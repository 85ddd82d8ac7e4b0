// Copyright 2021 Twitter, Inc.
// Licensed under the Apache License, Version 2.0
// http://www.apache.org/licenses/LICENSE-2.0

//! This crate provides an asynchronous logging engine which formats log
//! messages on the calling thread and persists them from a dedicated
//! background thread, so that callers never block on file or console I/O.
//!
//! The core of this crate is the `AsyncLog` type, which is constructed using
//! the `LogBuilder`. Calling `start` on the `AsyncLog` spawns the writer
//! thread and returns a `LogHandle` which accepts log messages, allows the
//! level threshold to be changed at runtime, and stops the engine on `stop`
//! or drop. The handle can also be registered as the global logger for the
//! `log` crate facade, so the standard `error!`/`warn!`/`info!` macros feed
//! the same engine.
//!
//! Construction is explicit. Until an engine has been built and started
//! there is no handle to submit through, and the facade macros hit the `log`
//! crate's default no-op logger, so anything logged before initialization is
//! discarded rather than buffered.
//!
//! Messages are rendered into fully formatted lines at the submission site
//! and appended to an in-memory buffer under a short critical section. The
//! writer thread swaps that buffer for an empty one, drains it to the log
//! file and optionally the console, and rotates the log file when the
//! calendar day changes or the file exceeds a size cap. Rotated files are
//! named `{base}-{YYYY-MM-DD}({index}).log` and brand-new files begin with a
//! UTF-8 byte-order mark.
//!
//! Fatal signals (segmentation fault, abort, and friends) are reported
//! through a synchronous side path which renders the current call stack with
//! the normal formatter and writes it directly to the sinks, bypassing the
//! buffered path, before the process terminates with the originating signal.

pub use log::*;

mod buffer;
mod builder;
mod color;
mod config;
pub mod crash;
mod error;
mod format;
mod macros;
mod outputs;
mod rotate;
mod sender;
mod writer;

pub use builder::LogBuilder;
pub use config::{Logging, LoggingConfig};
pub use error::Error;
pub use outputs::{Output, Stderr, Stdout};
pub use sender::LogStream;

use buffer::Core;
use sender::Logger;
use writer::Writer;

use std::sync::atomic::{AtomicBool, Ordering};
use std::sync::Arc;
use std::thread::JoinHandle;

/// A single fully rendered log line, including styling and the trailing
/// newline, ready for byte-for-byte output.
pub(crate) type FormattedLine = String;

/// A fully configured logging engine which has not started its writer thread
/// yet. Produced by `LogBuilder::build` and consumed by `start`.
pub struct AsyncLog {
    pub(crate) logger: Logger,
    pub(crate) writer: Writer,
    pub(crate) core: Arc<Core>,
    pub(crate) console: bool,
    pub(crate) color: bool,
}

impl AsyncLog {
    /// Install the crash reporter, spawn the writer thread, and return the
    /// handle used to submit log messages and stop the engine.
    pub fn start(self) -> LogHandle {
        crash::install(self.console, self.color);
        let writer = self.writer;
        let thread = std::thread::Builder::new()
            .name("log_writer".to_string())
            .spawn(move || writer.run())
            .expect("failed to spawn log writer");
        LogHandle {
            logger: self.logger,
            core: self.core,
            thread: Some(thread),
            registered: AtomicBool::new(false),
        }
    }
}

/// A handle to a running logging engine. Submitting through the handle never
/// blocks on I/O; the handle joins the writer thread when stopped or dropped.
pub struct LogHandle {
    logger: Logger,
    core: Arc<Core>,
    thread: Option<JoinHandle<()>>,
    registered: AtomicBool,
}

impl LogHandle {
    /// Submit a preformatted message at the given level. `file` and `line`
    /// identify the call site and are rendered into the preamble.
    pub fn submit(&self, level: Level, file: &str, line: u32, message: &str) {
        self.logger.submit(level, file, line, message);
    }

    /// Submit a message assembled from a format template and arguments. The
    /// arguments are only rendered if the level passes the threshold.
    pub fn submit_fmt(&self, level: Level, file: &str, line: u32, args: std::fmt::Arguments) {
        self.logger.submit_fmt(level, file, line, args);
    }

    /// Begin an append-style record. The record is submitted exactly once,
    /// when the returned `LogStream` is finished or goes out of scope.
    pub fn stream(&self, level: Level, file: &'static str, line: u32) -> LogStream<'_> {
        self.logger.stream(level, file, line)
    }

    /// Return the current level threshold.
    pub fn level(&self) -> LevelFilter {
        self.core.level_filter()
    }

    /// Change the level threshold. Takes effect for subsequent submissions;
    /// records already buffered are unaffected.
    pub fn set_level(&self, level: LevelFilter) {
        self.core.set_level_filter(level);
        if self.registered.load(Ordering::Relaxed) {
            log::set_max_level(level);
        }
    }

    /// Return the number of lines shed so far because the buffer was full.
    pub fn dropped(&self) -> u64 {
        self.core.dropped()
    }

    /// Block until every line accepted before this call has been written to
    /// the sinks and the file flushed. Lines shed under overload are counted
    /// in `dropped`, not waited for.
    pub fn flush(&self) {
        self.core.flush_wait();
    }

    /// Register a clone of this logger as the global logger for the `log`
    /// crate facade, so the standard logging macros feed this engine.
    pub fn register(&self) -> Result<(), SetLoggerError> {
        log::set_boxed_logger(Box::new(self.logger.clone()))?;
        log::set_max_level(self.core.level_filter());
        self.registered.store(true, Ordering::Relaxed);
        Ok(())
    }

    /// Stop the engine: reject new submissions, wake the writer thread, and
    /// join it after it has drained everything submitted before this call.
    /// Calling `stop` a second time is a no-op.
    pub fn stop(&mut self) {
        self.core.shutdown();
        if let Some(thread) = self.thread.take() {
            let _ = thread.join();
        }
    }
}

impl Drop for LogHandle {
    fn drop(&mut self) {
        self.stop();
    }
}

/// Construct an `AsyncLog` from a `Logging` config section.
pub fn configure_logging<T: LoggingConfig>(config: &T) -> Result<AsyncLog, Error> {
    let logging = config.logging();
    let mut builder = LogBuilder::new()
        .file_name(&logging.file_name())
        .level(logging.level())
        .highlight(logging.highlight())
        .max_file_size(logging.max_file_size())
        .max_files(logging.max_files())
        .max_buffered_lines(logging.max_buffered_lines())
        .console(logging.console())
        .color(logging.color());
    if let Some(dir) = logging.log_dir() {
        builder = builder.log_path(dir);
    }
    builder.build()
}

[Exercise brief] Look back at the entries above and repeat, unchanged, every line from the line holding "before initialization is" through the line holding "friends) are reported".

[Solution]
//! crate's default no-op logger, so anything logged before initialization is
//! discarded rather than buffered.
//!
//! Messages are rendered into fully formatted lines at the submission site
//! and appended to an in-memory buffer under a short critical section. The
//! writer thread swaps that buffer for an empty one, drains it to the log
//! file and optionally the console, and rotates the log file when the
//! calendar day changes or the file exceeds a size cap. Rotated files are
//! named `{base}-{YYYY-MM-DD}({index}).log` and brand-new files begin with a
//! UTF-8 byte-order mark.
//!
//! Fatal signals (segmentation fault, abort, and friends) are reported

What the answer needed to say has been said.